Fifty years ago the history of firefighting in Madison County changed when one ambulance rolled into a Collinsville station.

On July 20, 1970 the Collinsville Fire Department became the first known Illinois municipality or fire department south of Chicago to offer emergency medical services.

Mayor John Miller read a special proclamation commemorating this at the August 25 City Council meeting. A short film about the department followed.

“This proclamation is extremely near and dear to my heart,” he told the board. “I spent thirty-one years of this fifty as part of the EMS and the fire department.

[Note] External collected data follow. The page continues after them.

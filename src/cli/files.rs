use anyhow::{Context as _, Result};
use clap::Subcommand;
use comfy_table::{Cell, Color};
use std::path::{Path, PathBuf};
use tokio::io::AsyncWriteExt;
use tokio_util::sync::CancellationToken;

use super::Context;
use crate::forge::client::safe_file_name;
use crate::forge::services::TreeEntry;
use crate::forge::{Download, RepoRef};
use crate::output::{self, create_table, dim, transfer_bar};

#[derive(Subcommand, Debug)]
pub enum FileCommand {
    /// List a directory of the repository
    #[command(alias = "ls")]
    List {
        /// Directory inside the repository
        #[arg(default_value = "")]
        dir: String,

        /// Branch, tag or commit (defaults to the project's default branch)
        #[arg(short = 'r', long = "ref")]
        git_ref: Option<String>,
    },
    /// Download a single file
    Download {
        /// Path inside the repository
        file: String,

        #[arg(short = 'r', long = "ref")]
        git_ref: Option<String>,

        /// Where to save it (defaults to the file's name in the current directory)
        #[arg(short, long)]
        output: Option<PathBuf>,
    },
}

pub async fn run(ctx: &mut Context, command: &FileCommand) -> Result<()> {
    let repo = ctx.repo().await?;

    match command {
        FileCommand::List { dir, git_ref } => {
            let commit = resolve_ref(ctx, &repo, git_ref.as_deref()).await?;
            let entries = ctx.client.files(&repo).list(&ctx.cancel, &commit, dir).await?;
            ctx.emit(&entries, |entries| {
                print_entries(entries);
                Ok(())
            })
        }
        FileCommand::Download { file, git_ref, output: dest } => {
            let commit = resolve_ref(ctx, &repo, git_ref.as_deref()).await?;
            let download = ctx.client.files(&repo).download(&ctx.cancel, &commit, file).await?;
            let dest = match dest {
                Some(path) => path.clone(),
                None => {
                    let name = download
                        .file_name
                        .as_deref()
                        .and_then(safe_file_name)
                        .or_else(|| safe_file_name(file))
                        .with_context(|| format!("Cannot derive a file name from {file:?}; pass --output"))?;
                    PathBuf::from(name)
                }
            };
            let written = save_download(&ctx.cancel, download, &dest).await?;
            output::success(format!("Saved {} ({written} bytes)", dest.display()));
            Ok(())
        }
    }
}

async fn resolve_ref(ctx: &Context, repo: &RepoRef, git_ref: Option<&str>) -> Result<String> {
    if let Some(git_ref) = git_ref {
        return Ok(git_ref.to_string());
    }
    let project = ctx.client.projects().get(&ctx.cancel, repo).await?;
    Ok(project.default_branch.unwrap_or_else(|| "master".to_string()))
}

/// Streams `download` into `dest` with a progress bar. A partial file is removed on failure.
pub(super) async fn save_download(cancel: &CancellationToken, download: Download, dest: &Path) -> Result<u64> {
    let bar = transfer_bar(download.content_length(), dest.display().to_string());
    let mut file = tokio::fs::File::create(dest)
        .await
        .with_context(|| format!("Failed to create {}", dest.display()))?;

    let result = download.write_to(cancel, &mut file, |n| bar.set_position(n)).await;
    match result {
        Ok(written) => {
            bar.finish_and_clear();
            file.shutdown().await?;
            Ok(written)
        }
        Err(err) => {
            bar.abandon();
            drop(file);
            let _ = tokio::fs::remove_file(dest).await;
            Err(err.into())
        }
    }
}

fn print_entries(entries: &[TreeEntry]) {
    if entries.is_empty() {
        println!("{}", dim("Empty directory"));
        return;
    }
    let mut table = create_table(&["NAME", "TYPE", "SIZE"]);
    for entry in entries {
        let name = if entry.is_dir() {
            Cell::new(format!("{}/", entry.name)).fg(Color::Cyan)
        } else {
            Cell::new(&entry.name)
        };
        let size = entry.size.filter(|_| !entry.is_dir()).map(|s| s.to_string()).unwrap_or_default();
        table.add_row(vec![name, Cell::new(entry.kind.to_lowercase()), Cell::new(size)]);
    }
    println!("{table}");
}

So it is very touching.”

When he joined in 1973, there were only 16 other firefighters, he said. Of these, two trained emergency medical personnel were assigned – in two shifts – at both the main station on Clinton Street and at the northside station on Belt Line Road. These days, all personnel are trained as paramedics.

“The initial service has been expanded from EMT Basic to the current paramedic system over the last 50 years,” he said. “The current Collinsville fire department EMS system includes three paramedic ambulances, one paramedic engine and a paramedic ladder truck. All are capable of providing lifesaving services.”

He said their role is evolving into an important part of the healthcare community.

Prior to 1970, the fire department’s EMS services consisted of a Rescue Squad and a resuscitator to provide oxygen for patients, according to former fire chief Peter Stehmen in a 2010 article. Ambulances were provided by local funeral homes because, he said, there was no one else to do it. Collinsville’s three funeral homes at the time – Herr, Kassly and Schroepel (now Allan and Ciuferi) met with Fire Chief Jim Ray and Mayor Lewis Krause to create a plan for the fire department to provide the services and presented it to City Council in April 1970, he wrote.

“Training amounted to an eight-hour first-aid course and riding along with the funeral homes on their ambulance runs while the service ramped up and the first city ambulance was ordered,” Stehman remembered in his article. “Indeed it got going pretty quick. The time between that council meeting and the start of service July 20, 1970, was less than 110 days.”

The Collinsville Fire Department itself was founded in 1872 shortly after the village became a city. It was made up of volunteers and denied membership to anyone who drank to excess and used profane language, according to local historians.

Those who drove the equipment to fire scenes to meet the volunteers began to get paid by the city during the 1960s. More and more paid personnel were added and by the 1980s the volunteers were gone, according to local history.

In comparison with Collinsville, ambulance service for the village of Maryville and its fire protection district through the fire department began in the early ‘80s with a used 1977 Dodge that had been previously owned by a hospital in the St. Louis area.

Before that a local funeral home provided service. Before that, in 1960, Maryville had an ambulance of its own for a while, purchased by its emergency civil defense department.

Edwardsville started its ambulance service in 1974.

“The ambulance service was upgraded to the paramedic level in 1983 when the Edwardsville Fire Department sent firefighters through the first paramedic training class offered through Anderson Hospital,” said Maryville Heritage Museum director Michael Picchioldi, who served as a paramedic in Edwardsville during the 1990s.

Edwards Funeral Home and later Laughlin provided ambulance service at the time those other municipalities were starting their services and programs.